[Input data — start]

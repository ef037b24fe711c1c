//! Purpose: Internal JSON parsing boundary shared by dataset loading and tests.
//! Exports: `parse` module with decode helpers and failure categorization.
//! Invariants: Dataset decoding goes through this module.

pub mod parse;
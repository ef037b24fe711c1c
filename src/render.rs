//! Purpose: Human rendering of search results, field listings and menus.
//! Exports: `BoxSize`, `render_banner`, `render_menu`, `render_records`, `render_record`, `render_fields`, `display_value`.
//! Role: Pure formatters used by the terminal output paths (one-shot commands and the shell).
//! Invariants: ANSI escapes appear only when `use_color` is set.
//! Invariants: Record fields keep the record's own key order; values render on one line.
//! Invariants: Rows fit inside their box; values too long for it are cut and end in `...`.
use std::collections::BTreeSet;

use serde_json::Value;

use recsearch::api::{CollectionKind, Record};

const ELLIPSIS: &str = "...";
// Values never get cut below this many characters, even next to very long keys.
const MIN_VALUE_WIDTH: usize = 12;

// 8/16-color palette, same codes for keys and value kinds everywhere.
const COLOR_KEY: &str = "36";
const COLOR_STRING: &str = "32";
const COLOR_NUMBER: &str = "33";
const COLOR_BOOL: &str = "35";
const COLOR_DIM: &str = "2";

#[derive(Clone, Copy, Debug, PartialEq, Eq)]
pub enum BoxSize {
    Small,
    Medium,
    Large,
}

impl BoxSize {
    pub fn width(self) -> usize {
        match self {
            BoxSize::Small => 50,
            BoxSize::Medium => 80,
            BoxSize::Large => 100,
        }
    }

    /// Columns available for row text between `│ ` and ` │`.
    fn inner(self) -> usize {
        self.width() - 4
    }
}

/// A box row: rendered text plus its width on screen (escapes excluded).
struct Row {
    text: String,
    width: usize,
}

impl Row {
    fn plain(text: String) -> Self {
        let width = text.chars().count();
        Self { text, width }
    }
}

pub fn render_banner(title: &str, lines: &[&str], use_color: bool) -> String {
    let inner = BoxSize::Large.inner();
    let rows = lines
        .iter()
        .map(|line| Row::plain(truncate(line, inner)))
        .collect::<Vec<_>>();
    render_box(title, &rows, BoxSize::Large, use_color)
}

pub fn render_menu(title: &str, options: &[&str], use_color: bool) -> String {
    let rows = options
        .iter()
        .enumerate()
        .map(|(index, option)| Row::plain(format!("{}. {option}", index + 1)))
        .collect::<Vec<_>>();
    render_box(title, &rows, BoxSize::Small, use_color)
}

pub fn render_records(records: &[&Record], use_color: bool) -> String {
    if records.is_empty() {
        return "No results found.".to_string();
    }
    let total = records.len();
    let mut blocks = Vec::with_capacity(total + 1);
    for (index, record) in records.iter().enumerate() {
        let rows = record_rows(record, use_color, BoxSize::Medium.inner());
        let title = format!("Result {} of {total}", index + 1);
        blocks.push(render_box(&title, &rows, BoxSize::Medium, use_color));
    }
    let noun = if total == 1 { "record" } else { "records" };
    blocks.push(format!("{total} {noun} found."));
    blocks.join("\n")
}

/// Aligned `key  value` lines sized for a result box, without the frame.
pub fn render_record(record: &Record, use_color: bool) -> String {
    record_rows(record, use_color, BoxSize::Medium.inner())
        .into_iter()
        .map(|row| row.text)
        .collect::<Vec<_>>()
        .join("\n")
}

pub fn render_fields(kind: CollectionKind, fields: &BTreeSet<String>, use_color: bool) -> String {
    let rows = fields
        .iter()
        .enumerate()
        .map(|(index, field)| {
            let number = format!("{}. ", index + 1);
            Row {
                width: number.chars().count() + field.chars().count(),
                text: format!("{number}{}", colored(field, COLOR_KEY, use_color)),
            }
        })
        .collect::<Vec<_>>();
    render_box(&format!("Search {kind} with"), &rows, BoxSize::Medium, use_color)
}

/// One-line text for a stored value: strings unquoted, lists comma-joined.
pub fn display_value(value: &Value) -> String {
    match value {
        Value::Null => String::new(),
        Value::String(text) => sanitize(text),
        Value::Array(items) => items
            .iter()
            .map(display_value)
            .collect::<Vec<_>>()
            .join(", "),
        Value::Object(_) => serde_json::to_string(value).unwrap_or_default(),
        other => other.to_string(),
    }
}

fn record_rows(record: &Record, use_color: bool, inner: usize) -> Vec<Row> {
    let key_width = record
        .keys()
        .map(|key| key.chars().count())
        .max()
        .unwrap_or(0);
    let value_width = inner.saturating_sub(key_width + 2).max(MIN_VALUE_WIDTH);
    record
        .iter()
        .map(|(key, value)| {
            let pad = " ".repeat(key_width - key.chars().count());
            let shown = truncate(&display_value(value), value_width);
            Row {
                width: key_width + 2 + shown.chars().count(),
                text: format!(
                    "{}{pad}  {}",
                    colored(key, COLOR_KEY, use_color),
                    colored(&shown, value_color(value), use_color)
                ),
            }
        })
        .collect()
}

fn render_box(title: &str, rows: &[Row], size: BoxSize, use_color: bool) -> String {
    let inner = size.inner();
    let bar = "─".repeat(size.width() - 2);
    let edge = colored("│", COLOR_DIM, use_color);
    let title = truncate(title, inner);
    let slack = inner - title.chars().count();
    let left = slack / 2;

    let mut lines = Vec::with_capacity(rows.len() + 4);
    lines.push(colored(&format!("┌{bar}┐"), COLOR_DIM, use_color));
    lines.push(format!(
        "{edge} {}{title}{} {edge}",
        " ".repeat(left),
        " ".repeat(slack - left)
    ));
    lines.push(colored(&format!("├{bar}┤"), COLOR_DIM, use_color));
    for row in rows {
        let pad = " ".repeat(inner.saturating_sub(row.width));
        lines.push(format!("{edge} {}{pad} {edge}", row.text));
    }
    lines.push(colored(&format!("└{bar}┘"), COLOR_DIM, use_color));
    lines.join("\n")
}

/// Cuts `text` to at most `limit` characters, marking the cut with `...`.
fn truncate(text: &str, limit: usize) -> String {
    if text.chars().count() <= limit {
        return text.to_string();
    }
    let kept = text.chars().take(limit.saturating_sub(ELLIPSIS.len()));
    kept.chain(ELLIPSIS.chars()).collect()
}

fn value_color(value: &Value) -> &'static str {
    match value {
        Value::String(_) | Value::Array(_) => COLOR_STRING,
        Value::Number(_) => COLOR_NUMBER,
        Value::Bool(_) => COLOR_BOOL,
        Value::Null | Value::Object(_) => COLOR_DIM,
    }
}

fn sanitize(text: &str) -> String {
    text.replace('\n', "\\n").replace('\r', "\\r")
}

fn colored(text: &str, color: &str, use_color: bool) -> String {
    if !use_color {
        return text.to_string();
    }
    format!("\u{1b}[{color}m{text}\u{1b}[0m")
}
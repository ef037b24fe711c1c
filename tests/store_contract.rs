//! Purpose: Lock the record store and handle contract through the public API.
//! Exports: Integration tests only.
//! Role: Checks partition, ordering, first-match and lifecycle properties end to end.
//! Invariants: Fixtures mix scalar and list-valued fields in one collection.

use recsearch::api::{Database, ErrorKind, Record, ScalarValue, Source, matches};
use serde_json::{Value, json};

fn fixture() -> Vec<Value> {
    vec![
        json!({"_id": 1, "role": "admin", "tags": ["a", "b"], "active": true}),
        json!({"_id": 2, "role": "agent", "tags": ["b"], "active": false}),
        json!({"_id": 3, "role": "admin", "tags": [], "active": true, "note": null}),
        json!({"_id": "3", "role": "end-user"}),
    ]
}

fn connected() -> Database {
    Database::labeled("users")
        .connect(Source::Records(fixture()), None)
        .expect("connect")
}

fn queries() -> Vec<(&'static str, ScalarValue)> {
    vec![
        ("_id", ScalarValue::from(3)),
        ("_id", ScalarValue::from("3")),
        ("role", ScalarValue::from("admin")),
        ("tags", ScalarValue::from("b")),
        ("tags", ScalarValue::from("z")),
        ("active", ScalarValue::from(true)),
        ("note", ScalarValue::from("")),
    ]
}

fn records() -> Vec<Record> {
    fixture()
        .into_iter()
        .map(|value| value.as_object().cloned().expect("object"))
        .collect()
}

#[test]
fn filter_is_an_ordered_partition() {
    let db = connected();
    let all = records();
    for (field, value) in queries() {
        let hits = db.filter(field, &value).expect("filter");
        let expected = all
            .iter()
            .filter(|record| matches(record, field, &value))
            .collect::<Vec<_>>();
        assert_eq!(hits, expected, "query {field}={value}");
        for record in &all {
            let included = hits.contains(&record);
            assert_eq!(included, matches(record, field, &value));
        }
    }
}

#[test]
fn get_is_first_of_filter() {
    let db = connected();
    for (field, value) in queries() {
        let first = db.filter(field, &value).expect("filter").first().copied();
        assert_eq!(db.get(field, &value).expect("get"), first);
    }
}

#[test]
fn ids_do_not_cross_types() {
    let db = connected();
    let by_int = db.filter("_id", &ScalarValue::from(3)).expect("filter");
    assert_eq!(by_int.len(), 1);
    assert_eq!(by_int[0]["role"], "admin");
    let by_text = db.filter("_id", &ScalarValue::from("3")).expect("filter");
    assert_eq!(by_text.len(), 1);
    assert_eq!(by_text[0]["role"], "end-user");
}

#[test]
fn unknown_field_fails_for_any_value() {
    let db = connected();
    for value in [
        ScalarValue::from(""),
        ScalarValue::from(0),
        ScalarValue::from(false),
    ] {
        let err = db.filter("nickname", &value).unwrap_err();
        assert_eq!(err.kind(), ErrorKind::FieldNotFound);
        assert_eq!(err.collection(), Some("users"));
    }
}

#[test]
fn unconnected_handle_never_answers() {
    let db = Database::new();
    for (field, value) in queries() {
        assert_eq!(
            db.filter(field, &value).unwrap_err().kind(),
            ErrorKind::NotConnected
        );
        assert_eq!(db.get(field, &value).unwrap_err().kind(), ErrorKind::NotConnected);
    }
    assert_eq!(db.fields().unwrap_err().kind(), ErrorKind::NotConnected);
}

#[test]
fn repeated_queries_are_stable() {
    let db = connected();
    let fields = db.fields().expect("fields").clone();
    for (field, value) in queries() {
        let once = db.filter(field, &value).expect("filter");
        let twice = db.filter(field, &value).expect("filter");
        assert_eq!(once, twice);
    }
    assert_eq!(db.fields().expect("fields"), &fields);
    assert!(!fields.is_empty());
}

#[test]
fn wrong_typed_values_are_rejected_before_querying() {
    for raw in [json!(null), json!(1.25), json!(["a"]), json!({"a": 1})] {
        let err = ScalarValue::try_from(&raw).unwrap_err();
        assert_eq!(err.kind(), ErrorKind::InvalidValue);
    }
}

#[test]
fn file_sources_load_and_reject_bad_shapes() {
    let temp = tempfile::tempdir().expect("tempdir");
    let good = temp.path().join("good.json");
    std::fs::write(&good, r#"[{"_id": 5, "active": true}, {"_id": 9, "active": false}]"#)
        .expect("write");
    let db = Database::new()
        .connect(Source::path(&good), None)
        .expect("connect");
    let hits = db.filter("active", &ScalarValue::from(true)).expect("filter");
    assert_eq!(hits.len(), 1);
    assert_eq!(hits[0]["_id"], 5);

    let cases = [
        ("object.json", r#"{"_id": 1}"#, ErrorKind::DataFormat),
        ("broken.json", r#"[{"_id": 1},"#, ErrorKind::DataFormat),
        ("mixed.json", r#"[{"a": 1}, "not-an-object"]"#, ErrorKind::DataInvalid),
    ];
    for (name, body, kind) in cases {
        let path = temp.path().join(name);
        std::fs::write(&path, body).expect("write");
        let err = Database::new()
            .connect(Source::path(&path), None)
            .unwrap_err();
        assert_eq!(err.kind(), kind, "{name}");
    }
}
//! Purpose: Define the public Rust API boundary for recsearch.
//! Exports: Core types and operations needed by the CLI and integration tests.
//! Role: Additive-only surface; internal module paths may move.
//! Invariants: Callers import from here rather than from `core` submodules.

#[doc(hidden)]
pub use crate::core::error::to_exit_code;
pub use crate::config::{Catalog, CollectionKind, DatasetConfig, default_data_dir};
pub use crate::core::error::{Error, ErrorKind};
pub use crate::core::handle::Database;
pub use crate::core::store::{JsonStore, Record, RecordStore, Source, matches};
pub use crate::core::value::{FieldValue, ScalarRef, ScalarValue};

[Input data — finish]

Only the lines from the first line of the records through the line with "Invariants: ANSI escapes" should be reproduced, exactly and with nothing added.

repository ef037b24fe711c1c
//! Purpose: Internal JSON parsing boundary shared by dataset loading and tests.
//! Exports: `parse` module with decode helpers and failure categorization.
//! Invariants: Dataset decoding goes through this module.

pub mod parse;
repository ef037b24fe711c1c
filename src/render.rs
//! Purpose: Human rendering of search results, field listings and menus.
//! Exports: `BoxSize`, `render_banner`, `render_menu`, `render_records`, `render_record`, `render_fields`, `display_value`.
//! Role: Pure formatters used by the terminal output paths (one-shot commands and the shell).
//! Invariants: ANSI escapes appear only when `use_color` is set.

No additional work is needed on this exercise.